The second study used the same Oxford Rig simulation to investigate an alternative surgical method that is used to address collateral ligament laxity, called femoral upsizing. To date, the mechanical implications of mismatching femoral and tibial component sizes has received little attention. The results of this study suggested that the magnitude of collateral ligament laxity should be indicative of the method used to address collateral ligament laxity. Specifically, if ligament laxity is mild it is suggested that femoral upsizing should be avoided, but if more moderate or severe ligament laxity is encountered, a combination of femoral upsizing and joint line elevation should be employed.

The third study augmented the Oxford Rig model to investigate the effects of changing the fixation point of linear displacement quadriceps actuators. A review of the literature revealed that many labs are using Oxford Rigs to investigate TKR mechanics, but the location of the quadriceps actuator has varied from lab to lab. It was found that the fixation point of the quadriceps actuator had influence over the joint loads within the knee, but the kinematics of the knee joint were relatively unaffected by changes in actuator position.

The final study developed a novel methodology to predict tibiofemoral contact forces during gait. The accurate simultaneous prediction of muscle forces and tibiofemoral contact forces continues to be a challenging task for researchers, and is the goal of the “Grand Challenge Competition to Predict In Vivo Knee Loads,” hosted by the ASME Summer Bioengineering Conference. To address this challenge, we developed an dynamic elastic foundation model that employed a dual-joint paradigm to represent the knee joint, and incorporated in vivo kinematics and EMG data as inputs. The simulations provided kinematics, muscle forces, and tibiofemoral contact forces that compared well with data collected from an instrumented implant.

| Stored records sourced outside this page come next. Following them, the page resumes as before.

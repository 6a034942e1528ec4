//! Request/response payloads for the HTTP endpoints, and the user-facing auth error.

use serde::{Deserialize, Serialize};

pub const LOGIN_FALLBACK: &str = "Unknown internal error";
pub const REGISTER_FALLBACK: &str = "Unknown error occurred";
pub const REGISTER_SUCCESS: &str = "Account created successfuly";

#[derive(Clone, Serialize)]
pub struct Credentials {
    pub email: String,
    pub password: String,
}

impl std::fmt::Debug for Credentials {
    fn fmt(&self, f: &mut std::fmt::Formatter<'_>) -> std::fmt::Result {
        f.debug_struct("Credentials")
            .field("email", &self.email)
            .field("password", &"<redacted>")
            .finish()
    }
}

/// Account creation form as the user filled it in.
#[derive(Clone, Debug, Default)]
pub struct Registration {
    pub email: String,
    pub password: String,
    pub password_confirm: String,
    pub accepted_terms: bool,
}

#[derive(Debug, Default, Deserialize)]
pub struct MessageResponse {
    #[serde(default)]
    pub message: Option<String>,
}

#[derive(Debug, thiserror::Error)]
pub enum AuthError {
    /// Rejected before anything was sent.
    #[error("{0}")]
    Validation(String),
    /// The authority refused the request; the message is meant for the user.
    #[error("{0}")]
    Rejected(String),
    #[error(transparent)]
    Transport(#[from] anyhow::Error),
}

impl AuthError {
    /// Text for an inline form message.
    pub fn user_message(&self, fallback: &str) -> String {
        match self {
            AuthError::Validation(msg) | AuthError::Rejected(msg) => msg.clone(),
            AuthError::Transport(_) => fallback.to_string(),
        }
    }
}
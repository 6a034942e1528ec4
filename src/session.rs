//! Authentication gate and locally persisted display preference.

use std::fmt;
use std::str::FromStr;

use serde::{Deserialize, Serialize};

use crate::store::LocalStore;

#[derive(Clone, Copy, Debug, Default, PartialEq, Eq, Serialize, Deserialize)]
#[serde(rename_all = "snake_case")]
pub enum AuthState {
    #[default]
    Unauthenticated,
    /// Channel is up, waiting for the authority's `authorized` acknowledgment.
    Pending,
    Authorized,
}

#[derive(Clone, Copy, Debug, Default, PartialEq, Eq, Serialize, Deserialize)]
#[serde(rename_all = "snake_case")]
pub enum Theme {
    #[default]
    Light,
    Dark,
}

impl Theme {
    pub fn is_dark(self) -> bool {
        self == Theme::Dark
    }
}

impl fmt::Display for Theme {
    fn fmt(&self, f: &mut fmt::Formatter<'_>) -> fmt::Result {
        match self {
            Theme::Light => f.write_str("light"),
            Theme::Dark => f.write_str("dark"),
        }
    }
}

impl FromStr for Theme {
    type Err = anyhow::Error;

    fn from_str(s: &str) -> Result<Self, Self::Err> {
        match s.trim().to_ascii_lowercase().as_str() {
            "light" => Ok(Theme::Light),
            "dark" => Ok(Theme::Dark),
            other => anyhow::bail!("unknown theme {:?} (expected light or dark)", other),
        }
    }
}

#[derive(Clone, Debug, Default)]
pub struct SessionGate {
    auth: AuthState,
    theme: Theme,
}

impl SessionGate {
    pub fn new() -> Self {
        Self::default()
    }

    /// Loads the persisted theme. Independent of server state; a missing or unreadable
    /// state file leaves the default in place.
    pub fn restore_preferences(&mut self, store: &LocalStore) -> Theme {
        match store.read_state() {
            Ok(st) => self.theme = st.theme,
            Err(err) => tracing::debug!("no stored preferences: {:#}", err),
        }
        self.theme
    }

    pub fn theme(&self) -> Theme {
        self.theme
    }

    pub fn set_theme(&mut self, theme: Theme) {
        self.theme = theme;
    }

    pub fn auth_state(&self) -> AuthState {
        self.auth
    }

    pub fn is_authorized(&self) -> bool {
        self.auth == AuthState::Authorized
    }

    /// Whether a channel may be opened at all.
    pub fn allows_connect(&self) -> bool {
        self.auth != AuthState::Unauthenticated
    }

    /// `unauthenticated | pending -> authorized`. Returns true when the state changed, which
    /// is the caller's cue to open the channel.
    pub fn mark_authorized(&mut self) -> bool {
        let changed = self.auth != AuthState::Authorized;
        self.auth = AuthState::Authorized;
        changed
    }

    /// Transport is up; the authority has not acknowledged the session yet.
    pub fn mark_pending(&mut self) {
        if self.auth != AuthState::Unauthenticated {
            self.auth = AuthState::Pending;
        }
    }

    /// Login failure, logoff or channel error. The caller tears the channel down.
    pub fn mark_unauthorized(&mut self) {
        self.auth = AuthState::Unauthenticated;
    }
}

#[cfg(test)]
#[path = "tests/session_tests.rs"]
mod tests;
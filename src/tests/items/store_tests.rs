use super::*;
use crate::test_support::item;

#[test]
fn append_keeps_insertion_order() {
    let mut store = ItemStore::new();
    store.append(item("b", "Bread"));
    store.append(item("a", "Apples"));
    let ids: Vec<&str> = store.iter().map(|i| i.id.as_str()).collect();
    assert_eq!(ids, vec!["b", "a"]);
}

#[test]
fn replace_is_in_place_and_ignores_unknown_ids() {
    let mut store = ItemStore::from_items(vec![item("1", "One"), item("2", "Two")]);

    let mut changed = item("1", "Uno");
    changed.count = 5;
    assert!(store.replace(changed));
    assert_eq!(store.as_slice()[0].name, "Uno");
    assert_eq!(store.as_slice()[0].count, 5);

    assert!(!store.replace(item("9", "Nine")));
    assert_eq!(store.len(), 2);
}

#[test]
fn remove_by_id() {
    let mut store = ItemStore::from_items(vec![item("1", "One"), item("2", "Two")]);
    assert!(store.remove(&ItemId::from("1")));
    assert!(!store.remove(&ItemId::from("1")));
    assert_eq!(store.len(), 1);
    assert!(store.contains(&ItemId::from("2")));
}

#[test]
fn replace_all_normalizes_baseline() {
    let mut stale = item("1", "One");
    stale.deleted_at = Some(crate::test_support::at(5));
    let mut store = ItemStore::from_items(vec![item("0", "Zero")]);
    store.replace_all(vec![stale]);
    assert_eq!(store.len(), 1);
    assert!(store.as_slice()[0].deleted_at.is_none());
}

In conclusion, this disseration described several novel computational simulations that were used to investigate TKR kinematics and kinetics during dynamic activities. These simulations have the potential to be used by surgeons to elucidate the effects of choices made within the operating room, and by implant designers to evaluate implant designs before they are put into production. Although TKR is effectively restoring the quality of life to many patients, the post operative function of the implants can be improved with computer models by optimizing surgical techniques and by streamlining the implant design cycle.